### [DIRECTIONS]
Locate every line in the records below that holds the word "StatCard" and return each one.

### [SOURCE MATERIAL]
*** Begin section ***

//! Visual tree emitted by the renderer.
//!
//! The board is a plain serializable value so consumers (chart front-ends,
//! the CLI preview, export) can project it however they like without ever
//! touching the document again.

use crate::document::{ChartType, Source};
use serde::Serialize;

/// Rendered document: header, blocks in display order, footer, provenance.
#[derive(Debug, Clone, PartialEq, Serialize)]
pub struct Board {
    pub title: String,
    pub subtitle: String,
    pub theme_color: String,
    pub background_color: String,
    pub blocks: Vec<Block>,
    #[serde(skip_serializing_if = "Option::is_none")]
    pub footer: Option<String>,
    #[serde(skip_serializing_if = "Vec::is_empty")]
    pub sources: Vec<Source>,
}

/// One rendered section.
#[derive(Debug, Clone, PartialEq, Serialize)]
pub struct Block {
    pub section_id: String,
    pub title: String,
    #[serde(skip_serializing_if = "Option::is_none")]
    pub description: Option<String>,
    #[serde(skip_serializing_if = "Option::is_none")]
    pub chart_description: Option<String>,
    pub width: BlockWidth,
    pub body: BlockBody,
}

/// Grid placement: full row span or half of the two-column grid.
#[derive(Debug, Clone, Copy, PartialEq, Eq, Serialize)]
#[serde(rename_all = "lowercase")]
pub enum BlockWidth {
    Full,
    Half,
}

/// Per-type visualization payload.
#[derive(Debug, Clone, PartialEq, Serialize)]
#[serde(tag = "kind", rename_all = "lowercase")]
pub enum BlockBody {
    Chart {
        chart: ChartType,
        series: Vec<SeriesPoint>,
    },
    Stats {
        cards: Vec<StatCard>,
    },
    List {
        rows: Vec<ListRow>,
    },
}

/// One plotted point with its resolved color.
#[derive(Debug, Clone, PartialEq, Serialize)]
pub struct SeriesPoint {
    pub name: String,
    pub value: f64,
    pub color: String,
}

/// One stat card: thousands-grouped value, name, optional detail line.
#[derive(Debug, Clone, PartialEq, Serialize)]
pub struct StatCard {
    pub value_text: String,
    pub name: String,
    #[serde(skip_serializing_if = "Option::is_none")]
    pub label: Option<String>,
}

/// One list row: 1-based ordinal, name, detail text.
#[derive(Debug, Clone, PartialEq, Serialize)]
pub struct ListRow {
    pub ordinal: usize,
    pub name: String,
    pub text: String,
}
//! Schema types for infographic documents.
//!
//! This is the contract every producer (LM adapter, template catalog, direct
//! edit) must emit and every consumer (renderer, CLI) may rely on. Documents
//! are plain values: every edit produces a fresh `Document` that replaces the
//! previous one, so no in-place mutation leaks across module boundaries.

use regex::Regex;
use serde::{Deserialize, Serialize};
use std::collections::HashSet;
use std::sync::OnceLock;

/// Fallback accent color applied when a producer emits an invalid hex value.
pub const DEFAULT_THEME_COLOR: &str = "#4f46e5";
/// Fallback page background for the same case.
pub const DEFAULT_BACKGROUND_COLOR: &str = "#f8fafc";

/// Visualization strategy for one section.
#[derive(Debug, Clone, Copy, PartialEq, Eq, Serialize, Deserialize)]
#[serde(rename_all = "lowercase")]
pub enum ChartType {
    Bar,
    Pie,
    Line,
    Stat,
    List,
}

/// Fixed cycle order for the section type switcher. Wraps after `List`.
pub const CHART_TYPE_CYCLE: [ChartType; 5] = [
    ChartType::Stat,
    ChartType::Bar,
    ChartType::Pie,
    ChartType::Line,
    ChartType::List,
];

impl ChartType {
    /// Next type in the fixed cycle; five applications return the input.
    pub fn next_in_cycle(self) -> ChartType {
        let position = CHART_TYPE_CYCLE
            .iter()
            .position(|kind| *kind == self)
            .unwrap_or(0);
        CHART_TYPE_CYCLE[(position + 1) % CHART_TYPE_CYCLE.len()]
    }

    /// Lowercase wire name, also used for display in the CLI.
    pub fn as_str(self) -> &'static str {
        match self {
            ChartType::Bar => "bar",
            ChartType::Pie => "pie",
            ChartType::Line => "line",
            ChartType::Stat => "stat",
            ChartType::List => "list",
        }
    }
}

/// One (name, value, optional label) tuple within a section.
///
/// `value` carries the numeric payload for bar/pie/line/stat sections;
/// `label` carries free text used by list and stat variants. Points have no
/// identity beyond their position in the section's data sequence.
#[derive(Debug, Clone, PartialEq, Serialize, Deserialize)]
pub struct DataPoint {
    pub name: String,
    pub value: f64,
    #[serde(default, skip_serializing_if = "Option::is_none")]
    pub label: Option<String>,
}

/// One visual block with a chart type and its ordered data sequence.
///
/// `id` is unique within a document and stable across edits. Empty `data` is
/// tolerated: the section renders nothing rather than erroring.
#[derive(Debug, Clone, PartialEq, Serialize, Deserialize)]
pub struct Section {
    pub id: String,
    #[serde(rename = "type")]
    pub kind: ChartType,
    pub title: String,
    #[serde(default, skip_serializing_if = "Option::is_none")]
    pub description: Option<String>,
    #[serde(
        default,
        rename = "chartDescription",
        skip_serializing_if = "Option::is_none"
    )]
    pub chart_description: Option<String>,
    #[serde(default)]
    pub data: Vec<DataPoint>,
}

/// Citation metadata attached to a generated document.
#[derive(Debug, Clone, PartialEq, Serialize, Deserialize)]
pub struct Source {
    pub title: String,
    pub uri: String,
}

/// The full infographic state: title, theme, ordered sections, provenance.
///
/// `title`, `subtitle`, `themeColor`, and `sections` are required by the
/// producer contract; everything else is defaulted. Unknown fields from a
/// producer are ignored.
#[derive(Debug, Clone, PartialEq, Serialize, Deserialize)]
pub struct Document {
    pub title: String,
    pub subtitle: String,
    #[serde(rename = "themeColor")]
    pub theme_color: String,
    #[serde(rename = "backgroundColor", default = "default_background")]
    pub background_color: String,
    #[serde(default, skip_serializing_if = "Option::is_none")]
    pub footer: Option<String>,
    pub sections: Vec<Section>,
    #[serde(default, skip_serializing_if = "Option::is_none")]
    pub sources: Option<Vec<Source>>,
}

fn default_background() -> String {
    DEFAULT_BACKGROUND_COLOR.to_string()
}

fn hex_color_regex() -> &'static Regex {
    static HEX_COLOR: OnceLock<Regex> = OnceLock::new();
    HEX_COLOR
        .get_or_init(|| Regex::new(r"^#[0-9a-fA-F]{3,8}$").expect("hex color pattern is valid"))
}

/// True when `value` is a hex color string the renderer understands.
pub fn is_hex_color(value: &str) -> bool {
    hex_color_regex().is_match(value)
}

/// De-duplicate sources by `uri`, preserving order. First-seen title wins.
pub fn dedup_sources(sources: Vec<Source>) -> Vec<Source> {
    let mut seen = HashSet::new();
    sources
        .into_iter()
        .filter(|source| seen.insert(source.uri.clone()))
        .collect()
}

impl Document {
    /// Repair producer output in place of rejecting it.
    ///
    /// Non-finite values become `0`, blank section ids get fresh generated
    /// ids, invalid colors fall back to crate defaults, and sources are
    /// de-duplicated. Nothing here can fail; malformed optional fields are
    /// simply dropped from display downstream.
    pub fn normalize(mut self) -> Document {
        if !is_hex_color(&self.theme_color) {
            self.theme_color = DEFAULT_THEME_COLOR.to_string();
        }
        if !is_hex_color(&self.background_color) {
            self.background_color = default_background();
        }
        let existing: Vec<Section> = self.sections.clone();
        for section in &mut self.sections {
            if section.id.trim().is_empty() {
                section.id = crate::mutate::generate_section_id(&existing);
            }
            for point in &mut section.data {
                if !point.value.is_finite() {
                    point.value = 0.0;
                }
            }
        }
        // Generated ids above are unique against the original list; resolve
        // collisions introduced by duplicated producer ids as well.
        let mut seen = HashSet::new();
        for index in 0..self.sections.len() {
            if !seen.insert(self.sections[index].id.clone()) {
                let fresh = crate::mutate::generate_section_id(&self.sections);
                self.sections[index].id = fresh.clone();
                seen.insert(fresh);
            }
        }
        self.sources = self.sources.map(dedup_sources).filter(|s| !s.is_empty());
        self
    }
}

#[cfg(test)]
mod tests {
    use super::*;

    #[test]
    fn chart_type_cycle_closes_after_five_steps() {
        for start in CHART_TYPE_CYCLE {
            let mut kind = start;
            for _ in 0..5 {
                kind = kind.next_in_cycle();
            }
            assert_eq!(kind, start);
        }
    }

    #[test]
    fn chart_type_cycle_order_matches_switcher() {
        assert_eq!(ChartType::Stat.next_in_cycle(), ChartType::Bar);
        assert_eq!(ChartType::Bar.next_in_cycle(), ChartType::Pie);
        assert_eq!(ChartType::Pie.next_in_cycle(), ChartType::Line);
        assert_eq!(ChartType::Line.next_in_cycle(), ChartType::List);
        assert_eq!(ChartType::List.next_in_cycle(), ChartType::Stat);
    }

    #[test]
    fn chart_type_serializes_lowercase() {
        let json = serde_json::to_string(&ChartType::Stat).expect("serialize");
        assert_eq!(json, "\"stat\"");
        let parsed: ChartType = serde_json::from_str("\"pie\"").expect("parse");
        assert_eq!(parsed, ChartType::Pie);
    }

    #[test]
    fn document_parses_wire_names_and_ignores_unknown_fields() {
        let raw = r##"{
            "title": "T",
            "subtitle": "S",
            "themeColor": "#8b5cf6",
            "vendorExtension": true,
            "sections": [
                {
                    "id": "s1",
                    "type": "bar",
                    "title": "B",
                    "chartDescription": "context",
                    "data": [{"name": "a", "value": 1.5}]
                }
            ]
        }"##;
        let doc: Document = serde_json::from_str(raw).expect("parse document");
        assert_eq!(doc.theme_color, "#8b5cf6");
        assert_eq!(doc.background_color, DEFAULT_BACKGROUND_COLOR);
        assert_eq!(doc.sections[0].kind, ChartType::Bar);
        assert_eq!(doc.sections[0].chart_description.as_deref(), Some("context"));
    }

    #[test]
    fn document_rejects_missing_required_fields() {
        let raw = r#"{"title": "T", "sections": []}"#;
        assert!(serde_json::from_str::<Document>(raw).is_err());
    }

    #[test]
    fn dedup_sources_keeps_first_seen_title() {
        let merged = dedup_sources(vec![
            Source {
                uri: "a".into(),
                title: "X".into(),
            },
            Source {
                uri: "a".into(),
                title: "Y".into(),
            },
            Source {
                uri: "b".into(),
                title: "Z".into(),
            },
        ]);
        assert_eq!(merged.len(), 2);
        assert_eq!(merged[0].title, "X");
        assert_eq!(merged[1].uri, "b");
    }

    #[test]
    fn normalize_repairs_colors_ids_and_values() {
        let doc = Document {
            title: "T".into(),
            subtitle: "S".into(),
            theme_color: "violet".into(),
            background_color: "#fff".into(),
            footer: None,
            sections: vec![Section {
                id: "  ".into(),
                kind: ChartType::Stat,
                title: "A".into(),
                description: None,
                chart_description: None,
                data: vec![DataPoint {
                    name: "n".into(),
                    value: f64::NAN,
                    label: None,
                }],
            }],
            sources: Some(vec![]),
        };
        let doc = doc.normalize();
        assert_eq!(doc.theme_color, DEFAULT_THEME_COLOR);
        assert_eq!(doc.background_color, "#fff");
        assert!(!doc.sections[0].id.trim().is_empty());
        assert_eq!(doc.sections[0].data[0].value, 0.0);
        assert!(doc.sources.is_none());
    }

    #[test]
    fn normalize_resolves_duplicate_section_ids() {
        let section = Section {
            id: "s1".into(),
            kind: ChartType::Bar,
            title: "A".into(),
            description: None,
            chart_description: None,
            data: vec![],
        };
        let doc = Document {
            title: "T".into(),
            subtitle: "S".into(),
            theme_color: "#123456".into(),
            background_color: "#ffffff".into(),
            footer: None,
            sections: vec![section.clone(), section],
            sources: None,
        };
        let doc = doc.normalize();
        assert_ne!(doc.sections[0].id, doc.sections[1].id);
    }
}
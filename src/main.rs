use clap::Parser;
use tracing_subscriber::{EnvFilter, layer::SubscriberExt, util::SubscriberInitExt};

use parcela::api::{Cli, run};

#[tokio::main]
async fn main() {
    tracing_subscriber::registry()
        .with(EnvFilter::try_from_default_env().unwrap_or_else(|_| "parcela=info".into()))
        .with(tracing_subscriber::fmt::layer().with_writer(std::io::stderr))
        .init();

    let cli = Cli::parse();
    if let Err(e) = run(cli).await {
        eprintln!("Error: {e}");
        std::process::exit(1);
    }
}
#[cfg(test)]
mod tests {
    use super::*;
    use axum::body::{Body, to_bytes};
    use axum::http::Request;
    use clap::CommandFactory;
    use std::ffi::OsStr;
    use serde_json::Value;
    use tower::ServiceExt;

    const EPS: f64 = 1e-9;

    fn assert_approx(actual: f64, expected: f64) {
        assert!(
            (actual - expected).abs() <= EPS,
            "expected {expected}, got {actual}"
        );
    }

    fn compare_args_from_json(json: &str) -> Result<CompareArgs, String> {
        let payload = serde_json::from_str::<PurchasePayload>(json)
            .map_err(|e| format!("Invalid API JSON payload: {e}"))?;
        Ok(compare_args_from_payload(payload))
    }

    fn installments_args_from_json(json: &str) -> Result<InstallmentsArgs, String> {
        let payload = serde_json::from_str::<InstallmentsPayload>(json)
            .map_err(|e| format!("Invalid API JSON payload: {e}"))?;
        Ok(installments_args_from_payload(payload))
    }

    async fn get_json(uri: &str) -> (StatusCode, Value) {
        let response = router()
            .oneshot(
                Request::builder()
                    .uri(uri)
                    .body(Body::empty())
                    .expect("valid request"),
            )
            .await
            .expect("router is infallible");
        let status = response.status();
        let bytes = to_bytes(response.into_body(), usize::MAX)
            .await
            .expect("body should be readable");
        let value = serde_json::from_slice(&bytes).expect("body should be JSON");
        (status, value)
    }

    #[test]
    fn empty_payload_uses_form_defaults() {
        let args = compare_args_from_json("{}").expect("json should parse");
        assert_approx(args.total, 1200.0);
        assert_eq!(args.installments, 3);
        assert_approx(args.rate.annual_rate, 14.9);
        assert_eq!(args.rate.monthly_rate, None);

        let args = installments_args_from_json("{}").expect("json should parse");
        assert_approx(args.discount, 10.0);
        assert_eq!(args.max_installments, 60);

        let args = discount_args_from_payload(PurchasePayload::default());
        assert_eq!(args.installments, 12);
    }

    #[test]
    fn payload_parses_camel_case_keys() {
        let json = r#"{
          "total": 2500,
          "discount": 7.5,
          "maxInstallments": 24,
          "annualRate": 12.0,
          "monthlyRate": 0.01
        }"#;
        let args = installments_args_from_json(json).expect("json should parse");
        assert_approx(args.total, 2500.0);
        assert_approx(args.discount, 7.5);
        assert_eq!(args.max_installments, 24);
        assert_approx(args.rate.annual_rate, 12.0);
        assert_eq!(args.rate.monthly_rate, Some(0.01));
    }

    #[test]
    fn monthly_rate_overrides_annual_rate() {
        let rate = RateArgs {
            annual_rate: 50.0,
            monthly_rate: Some(0.02),
        };
        assert_approx(resolve_monthly_rate(rate).expect("valid rate"), 0.02);

        let rate = RateArgs {
            annual_rate: 10.0,
            monthly_rate: None,
        };
        assert!((resolve_monthly_rate(rate).expect("valid rate") - 0.0079741).abs() < 1e-7);
    }

    #[test]
    fn rejects_invalid_rates() {
        let err = resolve_monthly_rate(RateArgs {
            annual_rate: -100.0,
            monthly_rate: None,
        })
        .expect_err("must reject total loss");
        assert!(err.contains("--annual-rate"));

        let err = resolve_monthly_rate(RateArgs {
            annual_rate: 10.0,
            monthly_rate: Some(f64::NAN),
        })
        .expect_err("must reject NaN");
        assert!(err.contains("--monthly-rate"));
    }

    #[test]
    fn compare_rejects_zero_installments_and_total() {
        let mut args = compare_args_from_payload(PurchasePayload::default());
        args.installments = 0;
        let err = build_compare_response(args).expect_err("must reject zero installments");
        assert!(err.contains("--installments"));

        let mut args = compare_args_from_payload(PurchasePayload::default());
        args.total = 0.0;
        let err = build_compare_response(args).expect_err("must reject zero total");
        assert!(err.contains("--total"));
    }

    #[test]
    fn installments_rejects_out_of_range_discount_and_cap() {
        let mut args = installments_args_from_payload(InstallmentsPayload::default());
        args.discount = 101.0;
        let err = build_installments_response(args).expect_err("must reject discount");
        assert!(err.contains("--discount"));

        let mut args = installments_args_from_payload(InstallmentsPayload::default());
        args.max_installments = MAX_INSTALLMENTS_LIMIT + 1;
        let err = build_installments_response(args).expect_err("must reject cap");
        assert!(err.contains("--max-installments"));
    }

    #[test]
    fn compare_response_includes_balance_schedule() {
        let args = compare_args_from_payload(PurchasePayload {
            total: Some(1000.0),
            installments: Some(2),
            annual_rate: None,
            monthly_rate: Some(1.0),
        });
        let response = build_compare_response(args).expect("valid inputs");
        assert_approx(response.comparison.net_gain, 2162.5);
        assert_eq!(response.balance_schedule.len(), 3);
        assert_approx(response.balance_schedule[1].balance, 1500.0);
        assert_approx(response.balance_schedule[2].balance, 2500.0);

        let json = serde_json::to_value(&response).expect("serializable");
        assert!(json.get("netGain").is_some());
        assert!(json.get("taxBracket").is_some());
        assert!(json.get("installmentsAdvantageous").is_some());
        assert!(json.get("balanceSchedule").is_some());
    }

    #[test]
    fn installments_response_reports_default_scenario() {
        let args = installments_args_from_payload(InstallmentsPayload::default());
        let response = build_installments_response(args).expect("valid inputs");
        assert!(response.viable);
        assert_eq!(response.installments, Some(15));
        assert_approx(response.discount_value, 120.0);
        assert_eq!(response.gain_curve.len(), 60);
    }

    #[test]
    fn installments_response_reports_not_viable() {
        let mut args = installments_args_from_payload(InstallmentsPayload::default());
        args.discount = 50.0;
        args.max_installments = 30;
        let response = build_installments_response(args).expect("valid inputs");
        assert!(!response.viable);
        assert_eq!(response.installments, None);
        assert_eq!(response.net_gain, None);

        let json = serde_json::to_value(&response).expect("serializable");
        assert_eq!(json["installments"], Value::Null);
        assert_eq!(json["viable"], Value::Bool(false));
    }

    #[tokio::test]
    async fn discount_endpoint_reads_query_string() {
        let (status, body) =
            get_json("/api/discount?total=1200&installments=12&annualRate=10").await;
        assert_eq!(status, StatusCode::OK);
        let discount = body["discountPercent"].as_f64().expect("number");
        assert!((discount - 5.495_528_231_135_339).abs() < 1e-6);
        assert_eq!(body["installments"], 12);
    }

    #[tokio::test]
    async fn invalid_query_returns_bad_request() {
        let (status, body) = get_json("/api/compare?installments=0").await;
        assert_eq!(status, StatusCode::BAD_REQUEST);
        assert!(
            body["error"]
                .as_str()
                .expect("error message")
                .contains("--installments")
        );
    }

    #[tokio::test]
    async fn overflowing_rate_returns_bad_request() {
        let (status, body) = get_json("/api/compare?installments=60&monthlyRate=1e10").await;
        assert_eq!(status, StatusCode::BAD_REQUEST);
        assert!(
            body["error"]
                .as_str()
                .expect("error message")
                .contains("overflowed")
        );

        let (status, _) = get_json("/api/discount?installments=60&monthlyRate=1e10").await;
        assert_eq!(status, StatusCode::BAD_REQUEST);
    }

    #[test]
    fn build_compare_response_rejects_overflow() {
        let mut args = compare_args_from_payload(PurchasePayload::default());
        args.installments = 60;
        args.rate.monthly_rate = Some(1e10);
        let err = build_compare_response(args).expect_err("must reject overflow");
        assert!(err.contains("overflowed"));
    }

    #[test]
    fn cli_definition_is_consistent() {
        Cli::command().debug_assert();
    }

    #[test]
    fn cli_parses_installments_with_negative_monthly_rate() {
        let cli = Cli::try_parse_from([
            "parcela",
            "installments",
            "--discount",
            "5",
            "--monthly-rate",
            "-0.01",
        ])
        .expect("valid args");
        match cli.command {
            Command::Installments(args) => {
                assert_approx(args.discount, 5.0);
                assert_eq!(args.rate.monthly_rate, Some(-0.01));
                assert_approx(args.rate.annual_rate, 14.9);
                assert_approx(args.total, 1200.0);
                assert_eq!(args.max_installments, 60);
            }
            other => panic!("expected installments command, got {other:?}"),
        }
    }

    #[test]
    fn cli_subcommands_use_their_own_installment_defaults() {
        let cli = Cli::try_parse_from(["parcela", "compare"]).expect("valid args");
        match cli.command {
            Command::Compare(args) => {
                assert_eq!(args.installments, 3);
                assert_approx(args.total, 1200.0);
            }
            other => panic!("expected compare command, got {other:?}"),
        }

        let cli = Cli::try_parse_from(["parcela", "discount", "--total", "900"])
            .expect("valid args");
        match cli.command {
            Command::Discount(args) => {
                assert_eq!(args.installments, 12);
                assert_approx(args.total, 900.0);
            }
            other => panic!("expected discount command, got {other:?}"),
        }
    }

    #[test]
    fn cli_accepts_negative_annual_rate() {
        let cli = Cli::try_parse_from([
            "parcela",
            "compare",
            "--annual-rate",
            "-5",
            "--installments",
            "6",
        ])
        .expect("valid args");
        match cli.command {
            Command::Compare(args) => {
                assert_approx(args.rate.annual_rate, -5.0);
                assert_eq!(args.rate.monthly_rate, None);
                assert_eq!(args.installments, 6);
            }
            other => panic!("expected compare command, got {other:?}"),
        }
    }

    #[test]
    fn cli_serve_port_flag_and_env_fallback() {
        let cli = Cli::try_parse_from(["parcela", "serve", "--port", "9000"]).expect("valid args");
        match cli.command {
            Command::Serve(args) => assert_eq!(args.port, 9000),
            other => panic!("expected serve command, got {other:?}"),
        }

        let command = Cli::command();
        let serve = command
            .find_subcommand("serve")
            .expect("serve subcommand exists");
        let port = serve
            .get_arguments()
            .find(|arg| arg.get_id() == "port")
            .expect("port argument exists");
        assert_eq!(port.get_env(), Some(OsStr::new("PARCELA_PORT")));

        if std::env::var_os("PARCELA_PORT").is_none() {
            let cli = Cli::try_parse_from(["parcela", "serve"]).expect("valid args");
            match cli.command {
                Command::Serve(args) => assert_eq!(args.port, 8080),
                other => panic!("expected serve command, got {other:?}"),
            }
        }
    }

    #[test]
    fn cli_parses_brackets_and_rejects_unknown_subcommands() {
        let cli = Cli::try_parse_from(["parcela", "brackets"]).expect("valid args");
        assert!(matches!(cli.command, Command::Brackets));
        assert!(Cli::try_parse_from(["parcela", "amortize"]).is_err());
        assert!(Cli::try_parse_from(["parcela", "compare", "--installments", "-3"]).is_err());
    }

    #[tokio::test]
    async fn tax_brackets_endpoint_lists_table() {
        let (status, body) = get_json("/api/tax-brackets").await;
        assert_eq!(status, StatusCode::OK);
        let brackets = body["brackets"].as_array().expect("array");
        assert_eq!(brackets.len(), 4);
        assert_eq!(brackets[0]["maxDays"], 180);
        assert_eq!(brackets[3]["maxDays"], Value::Null);
    }

    #[tokio::test]
    async fn unknown_route_returns_not_found() {
        let (status, body) = get_json("/nope").await;
        assert_eq!(status, StatusCode::NOT_FOUND);
        assert_eq!(body["error"], "Not found");
    }
}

*** End section ***

### [SOLUTION FOR THIS PROBLEM]
        cards: Vec<StatCard>,
pub struct StatCard {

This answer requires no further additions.